■ TASK REQUIREMENTS:
For the listing below, give the number of lines that include "SummaryOutput" and add nothing to it.

[Start of section]

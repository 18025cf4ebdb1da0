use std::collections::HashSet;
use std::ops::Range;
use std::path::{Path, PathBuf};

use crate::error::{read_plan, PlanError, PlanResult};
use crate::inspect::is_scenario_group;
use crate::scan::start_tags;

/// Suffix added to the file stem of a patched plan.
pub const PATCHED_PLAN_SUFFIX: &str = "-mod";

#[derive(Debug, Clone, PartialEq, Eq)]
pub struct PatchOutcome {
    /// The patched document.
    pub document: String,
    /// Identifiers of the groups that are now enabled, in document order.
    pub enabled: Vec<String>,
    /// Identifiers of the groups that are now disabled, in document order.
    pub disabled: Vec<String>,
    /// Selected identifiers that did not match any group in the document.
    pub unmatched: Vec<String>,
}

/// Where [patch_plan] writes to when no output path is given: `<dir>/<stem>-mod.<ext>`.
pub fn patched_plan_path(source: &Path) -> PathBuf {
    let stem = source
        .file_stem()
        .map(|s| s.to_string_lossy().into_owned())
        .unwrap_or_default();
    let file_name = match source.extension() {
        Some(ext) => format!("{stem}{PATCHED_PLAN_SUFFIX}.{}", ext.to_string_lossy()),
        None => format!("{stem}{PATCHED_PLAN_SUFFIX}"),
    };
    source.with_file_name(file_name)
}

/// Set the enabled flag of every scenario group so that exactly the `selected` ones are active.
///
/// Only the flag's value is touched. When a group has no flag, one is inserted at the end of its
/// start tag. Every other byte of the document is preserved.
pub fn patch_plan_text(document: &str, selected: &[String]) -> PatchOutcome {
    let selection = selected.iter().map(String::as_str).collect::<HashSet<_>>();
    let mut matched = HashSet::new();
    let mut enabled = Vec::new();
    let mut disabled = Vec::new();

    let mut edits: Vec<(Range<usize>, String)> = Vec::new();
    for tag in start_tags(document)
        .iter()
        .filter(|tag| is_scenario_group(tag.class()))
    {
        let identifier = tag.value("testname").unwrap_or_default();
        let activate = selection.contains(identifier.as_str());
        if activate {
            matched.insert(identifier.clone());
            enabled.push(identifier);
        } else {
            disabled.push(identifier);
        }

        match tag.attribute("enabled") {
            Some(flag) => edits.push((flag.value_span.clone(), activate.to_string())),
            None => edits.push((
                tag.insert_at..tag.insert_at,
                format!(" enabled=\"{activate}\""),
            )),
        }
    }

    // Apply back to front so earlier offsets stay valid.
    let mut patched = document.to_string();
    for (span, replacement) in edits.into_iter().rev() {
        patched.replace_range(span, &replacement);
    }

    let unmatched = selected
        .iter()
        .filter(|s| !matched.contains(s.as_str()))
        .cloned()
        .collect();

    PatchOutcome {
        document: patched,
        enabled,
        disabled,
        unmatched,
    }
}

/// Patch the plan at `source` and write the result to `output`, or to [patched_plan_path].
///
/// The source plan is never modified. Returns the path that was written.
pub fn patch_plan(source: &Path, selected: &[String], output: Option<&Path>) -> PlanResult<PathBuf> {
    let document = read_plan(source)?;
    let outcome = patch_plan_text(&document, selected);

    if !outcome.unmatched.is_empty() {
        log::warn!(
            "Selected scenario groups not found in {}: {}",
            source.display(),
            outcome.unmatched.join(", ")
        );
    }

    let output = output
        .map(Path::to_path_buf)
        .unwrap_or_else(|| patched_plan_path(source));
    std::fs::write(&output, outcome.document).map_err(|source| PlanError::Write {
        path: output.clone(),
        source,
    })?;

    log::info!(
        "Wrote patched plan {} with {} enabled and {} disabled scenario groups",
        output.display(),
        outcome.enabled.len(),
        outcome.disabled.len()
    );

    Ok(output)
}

[End of section]
[Start of section]

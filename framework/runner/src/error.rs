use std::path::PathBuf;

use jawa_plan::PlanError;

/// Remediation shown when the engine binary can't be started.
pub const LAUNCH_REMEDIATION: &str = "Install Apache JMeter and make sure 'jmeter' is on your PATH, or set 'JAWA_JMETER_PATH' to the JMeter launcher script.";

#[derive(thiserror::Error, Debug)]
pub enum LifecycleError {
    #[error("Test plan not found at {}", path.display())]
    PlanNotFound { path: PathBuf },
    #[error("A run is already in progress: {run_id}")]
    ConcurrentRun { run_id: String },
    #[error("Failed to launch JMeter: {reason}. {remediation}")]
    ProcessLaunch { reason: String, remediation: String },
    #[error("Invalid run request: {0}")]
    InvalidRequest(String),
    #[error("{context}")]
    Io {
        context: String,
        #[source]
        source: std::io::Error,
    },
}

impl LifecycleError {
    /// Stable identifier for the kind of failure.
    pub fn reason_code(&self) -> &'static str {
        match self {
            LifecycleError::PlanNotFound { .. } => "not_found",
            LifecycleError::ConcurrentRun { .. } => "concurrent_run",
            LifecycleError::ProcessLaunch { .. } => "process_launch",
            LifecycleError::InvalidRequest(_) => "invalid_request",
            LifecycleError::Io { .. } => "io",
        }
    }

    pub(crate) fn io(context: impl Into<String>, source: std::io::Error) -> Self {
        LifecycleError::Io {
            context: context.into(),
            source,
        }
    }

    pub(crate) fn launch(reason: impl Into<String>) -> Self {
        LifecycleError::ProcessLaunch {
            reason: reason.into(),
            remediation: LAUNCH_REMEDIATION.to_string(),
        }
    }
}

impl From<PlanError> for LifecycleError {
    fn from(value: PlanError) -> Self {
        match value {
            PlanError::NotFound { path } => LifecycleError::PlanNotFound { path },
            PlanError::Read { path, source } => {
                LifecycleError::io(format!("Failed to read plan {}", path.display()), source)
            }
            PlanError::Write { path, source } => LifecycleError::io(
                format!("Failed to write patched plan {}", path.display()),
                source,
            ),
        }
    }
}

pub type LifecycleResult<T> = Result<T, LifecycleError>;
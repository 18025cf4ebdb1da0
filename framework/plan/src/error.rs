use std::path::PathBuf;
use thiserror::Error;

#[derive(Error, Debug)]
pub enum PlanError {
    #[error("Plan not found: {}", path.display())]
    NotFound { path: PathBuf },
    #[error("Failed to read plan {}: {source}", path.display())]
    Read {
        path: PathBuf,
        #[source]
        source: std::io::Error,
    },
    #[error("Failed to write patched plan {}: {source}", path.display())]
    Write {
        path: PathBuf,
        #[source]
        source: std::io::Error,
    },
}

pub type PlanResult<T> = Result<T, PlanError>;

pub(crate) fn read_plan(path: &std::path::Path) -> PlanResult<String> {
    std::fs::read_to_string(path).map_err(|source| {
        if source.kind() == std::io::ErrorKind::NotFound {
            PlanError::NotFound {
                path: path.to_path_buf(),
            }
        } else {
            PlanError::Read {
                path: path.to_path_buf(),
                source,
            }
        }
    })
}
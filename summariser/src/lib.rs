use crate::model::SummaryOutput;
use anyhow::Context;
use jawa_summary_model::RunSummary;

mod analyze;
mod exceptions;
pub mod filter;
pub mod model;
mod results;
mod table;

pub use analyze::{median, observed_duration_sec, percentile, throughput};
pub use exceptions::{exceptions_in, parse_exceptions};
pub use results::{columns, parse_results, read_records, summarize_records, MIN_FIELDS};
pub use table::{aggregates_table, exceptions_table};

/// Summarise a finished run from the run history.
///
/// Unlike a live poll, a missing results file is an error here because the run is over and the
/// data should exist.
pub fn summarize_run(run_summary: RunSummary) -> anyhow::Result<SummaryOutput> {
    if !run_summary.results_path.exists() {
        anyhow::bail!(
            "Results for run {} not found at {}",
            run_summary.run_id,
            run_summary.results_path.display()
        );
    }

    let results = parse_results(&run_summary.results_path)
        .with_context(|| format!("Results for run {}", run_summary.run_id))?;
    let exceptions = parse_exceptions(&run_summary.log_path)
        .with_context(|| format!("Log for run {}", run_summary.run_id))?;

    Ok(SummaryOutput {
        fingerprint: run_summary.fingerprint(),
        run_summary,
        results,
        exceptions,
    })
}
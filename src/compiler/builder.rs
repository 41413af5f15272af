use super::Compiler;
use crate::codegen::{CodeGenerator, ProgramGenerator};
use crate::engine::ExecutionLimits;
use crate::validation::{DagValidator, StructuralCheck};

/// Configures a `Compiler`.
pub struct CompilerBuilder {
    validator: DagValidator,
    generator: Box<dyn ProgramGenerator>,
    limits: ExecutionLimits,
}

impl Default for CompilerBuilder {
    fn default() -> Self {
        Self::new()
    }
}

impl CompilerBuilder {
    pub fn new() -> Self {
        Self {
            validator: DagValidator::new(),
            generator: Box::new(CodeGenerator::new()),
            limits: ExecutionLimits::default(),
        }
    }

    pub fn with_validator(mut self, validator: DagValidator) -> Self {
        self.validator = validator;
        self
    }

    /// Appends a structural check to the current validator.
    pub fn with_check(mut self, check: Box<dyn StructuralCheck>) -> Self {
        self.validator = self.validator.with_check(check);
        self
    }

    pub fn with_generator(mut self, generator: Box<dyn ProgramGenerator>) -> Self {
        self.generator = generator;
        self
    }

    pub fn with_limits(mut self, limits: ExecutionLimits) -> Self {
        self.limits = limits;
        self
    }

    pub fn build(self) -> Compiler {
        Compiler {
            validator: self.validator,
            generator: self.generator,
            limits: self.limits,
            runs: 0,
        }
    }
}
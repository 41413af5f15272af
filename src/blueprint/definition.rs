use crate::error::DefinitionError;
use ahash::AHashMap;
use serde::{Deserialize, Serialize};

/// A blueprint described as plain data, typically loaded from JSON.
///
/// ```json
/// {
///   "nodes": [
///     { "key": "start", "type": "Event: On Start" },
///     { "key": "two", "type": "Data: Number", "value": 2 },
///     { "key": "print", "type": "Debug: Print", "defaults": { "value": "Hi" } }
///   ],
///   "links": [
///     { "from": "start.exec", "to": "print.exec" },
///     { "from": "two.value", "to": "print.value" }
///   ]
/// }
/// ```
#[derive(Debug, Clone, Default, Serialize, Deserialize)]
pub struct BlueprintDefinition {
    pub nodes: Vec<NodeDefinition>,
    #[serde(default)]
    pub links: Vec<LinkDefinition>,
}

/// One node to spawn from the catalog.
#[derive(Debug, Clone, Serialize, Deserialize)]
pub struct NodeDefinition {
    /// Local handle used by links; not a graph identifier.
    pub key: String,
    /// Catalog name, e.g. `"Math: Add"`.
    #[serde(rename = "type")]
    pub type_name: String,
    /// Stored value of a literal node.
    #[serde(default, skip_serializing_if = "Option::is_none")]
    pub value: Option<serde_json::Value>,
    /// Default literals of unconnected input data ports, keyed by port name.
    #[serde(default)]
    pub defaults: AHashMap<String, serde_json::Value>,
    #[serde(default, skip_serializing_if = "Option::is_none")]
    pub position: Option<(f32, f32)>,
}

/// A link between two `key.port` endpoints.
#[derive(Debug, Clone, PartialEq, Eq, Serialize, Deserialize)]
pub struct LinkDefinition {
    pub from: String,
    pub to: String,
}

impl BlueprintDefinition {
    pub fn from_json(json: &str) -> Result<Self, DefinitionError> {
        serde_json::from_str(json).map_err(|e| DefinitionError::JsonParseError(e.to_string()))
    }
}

[End of section]
[Start of section]

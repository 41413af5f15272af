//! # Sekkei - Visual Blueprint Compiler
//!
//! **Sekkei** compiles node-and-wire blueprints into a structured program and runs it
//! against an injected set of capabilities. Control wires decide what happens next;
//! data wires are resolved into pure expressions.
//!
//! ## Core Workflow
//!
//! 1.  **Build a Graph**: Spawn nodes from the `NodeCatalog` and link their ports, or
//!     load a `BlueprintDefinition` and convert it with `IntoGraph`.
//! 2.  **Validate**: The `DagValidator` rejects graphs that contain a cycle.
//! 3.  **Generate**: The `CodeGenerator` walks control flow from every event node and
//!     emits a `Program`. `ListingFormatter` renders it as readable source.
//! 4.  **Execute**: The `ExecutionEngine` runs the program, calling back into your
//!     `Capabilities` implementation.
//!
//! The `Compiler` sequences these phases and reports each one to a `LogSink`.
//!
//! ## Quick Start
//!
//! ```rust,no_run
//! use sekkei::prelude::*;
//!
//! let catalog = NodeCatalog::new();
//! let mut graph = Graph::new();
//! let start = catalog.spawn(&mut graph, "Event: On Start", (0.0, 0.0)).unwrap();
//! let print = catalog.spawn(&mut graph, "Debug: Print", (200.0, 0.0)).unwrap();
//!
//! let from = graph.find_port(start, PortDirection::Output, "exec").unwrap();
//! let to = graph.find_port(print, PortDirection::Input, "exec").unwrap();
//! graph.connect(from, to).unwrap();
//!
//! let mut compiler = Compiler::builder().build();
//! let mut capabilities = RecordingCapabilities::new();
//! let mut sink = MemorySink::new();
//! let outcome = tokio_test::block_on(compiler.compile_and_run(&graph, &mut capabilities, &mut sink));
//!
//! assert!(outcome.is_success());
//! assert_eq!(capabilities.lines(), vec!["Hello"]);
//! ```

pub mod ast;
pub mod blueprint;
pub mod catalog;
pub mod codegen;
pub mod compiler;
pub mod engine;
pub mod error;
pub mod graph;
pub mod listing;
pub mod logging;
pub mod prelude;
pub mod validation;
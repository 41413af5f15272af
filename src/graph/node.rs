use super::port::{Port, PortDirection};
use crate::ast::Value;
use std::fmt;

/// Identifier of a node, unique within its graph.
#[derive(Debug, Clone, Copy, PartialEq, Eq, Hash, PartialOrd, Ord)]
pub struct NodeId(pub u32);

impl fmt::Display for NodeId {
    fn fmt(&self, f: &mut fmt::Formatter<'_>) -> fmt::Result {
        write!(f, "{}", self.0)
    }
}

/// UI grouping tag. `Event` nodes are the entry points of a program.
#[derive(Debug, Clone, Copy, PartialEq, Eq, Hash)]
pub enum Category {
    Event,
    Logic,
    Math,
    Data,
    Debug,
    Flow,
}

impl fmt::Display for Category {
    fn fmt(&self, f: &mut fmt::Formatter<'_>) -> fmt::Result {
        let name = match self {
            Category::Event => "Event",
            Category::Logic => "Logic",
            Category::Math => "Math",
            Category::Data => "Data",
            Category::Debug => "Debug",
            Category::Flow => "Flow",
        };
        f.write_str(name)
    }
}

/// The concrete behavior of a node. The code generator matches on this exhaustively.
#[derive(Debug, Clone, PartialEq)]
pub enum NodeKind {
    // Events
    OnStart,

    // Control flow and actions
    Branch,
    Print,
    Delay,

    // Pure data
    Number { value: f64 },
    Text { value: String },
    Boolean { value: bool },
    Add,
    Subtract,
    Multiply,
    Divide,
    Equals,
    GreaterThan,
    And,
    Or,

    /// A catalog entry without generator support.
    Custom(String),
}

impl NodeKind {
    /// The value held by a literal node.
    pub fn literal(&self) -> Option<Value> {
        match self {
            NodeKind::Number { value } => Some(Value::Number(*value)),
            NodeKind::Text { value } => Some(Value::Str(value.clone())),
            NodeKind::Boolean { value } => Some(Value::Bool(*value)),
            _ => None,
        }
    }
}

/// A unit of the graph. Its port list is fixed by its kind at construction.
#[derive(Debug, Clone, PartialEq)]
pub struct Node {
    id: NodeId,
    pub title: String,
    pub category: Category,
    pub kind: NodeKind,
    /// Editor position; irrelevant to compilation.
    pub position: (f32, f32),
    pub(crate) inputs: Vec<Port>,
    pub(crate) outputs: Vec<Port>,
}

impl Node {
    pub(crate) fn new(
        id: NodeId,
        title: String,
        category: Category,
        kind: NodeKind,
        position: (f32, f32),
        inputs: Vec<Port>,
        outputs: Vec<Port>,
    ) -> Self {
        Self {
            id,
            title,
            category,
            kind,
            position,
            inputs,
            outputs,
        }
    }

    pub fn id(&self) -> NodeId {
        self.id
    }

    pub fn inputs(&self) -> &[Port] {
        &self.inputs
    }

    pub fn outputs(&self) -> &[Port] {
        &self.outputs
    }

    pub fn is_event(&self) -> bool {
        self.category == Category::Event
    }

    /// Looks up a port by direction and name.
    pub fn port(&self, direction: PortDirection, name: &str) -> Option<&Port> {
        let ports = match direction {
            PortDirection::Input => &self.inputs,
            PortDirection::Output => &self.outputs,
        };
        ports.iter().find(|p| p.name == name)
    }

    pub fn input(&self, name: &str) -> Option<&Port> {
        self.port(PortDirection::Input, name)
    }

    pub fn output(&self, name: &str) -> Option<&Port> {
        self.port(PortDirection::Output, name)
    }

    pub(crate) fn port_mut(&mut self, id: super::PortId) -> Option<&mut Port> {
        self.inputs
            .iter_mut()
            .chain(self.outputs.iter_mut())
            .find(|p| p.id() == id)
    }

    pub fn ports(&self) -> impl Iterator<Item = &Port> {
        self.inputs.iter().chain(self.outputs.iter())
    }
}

[End of section]

■ WRITTEN RESPONSE:
3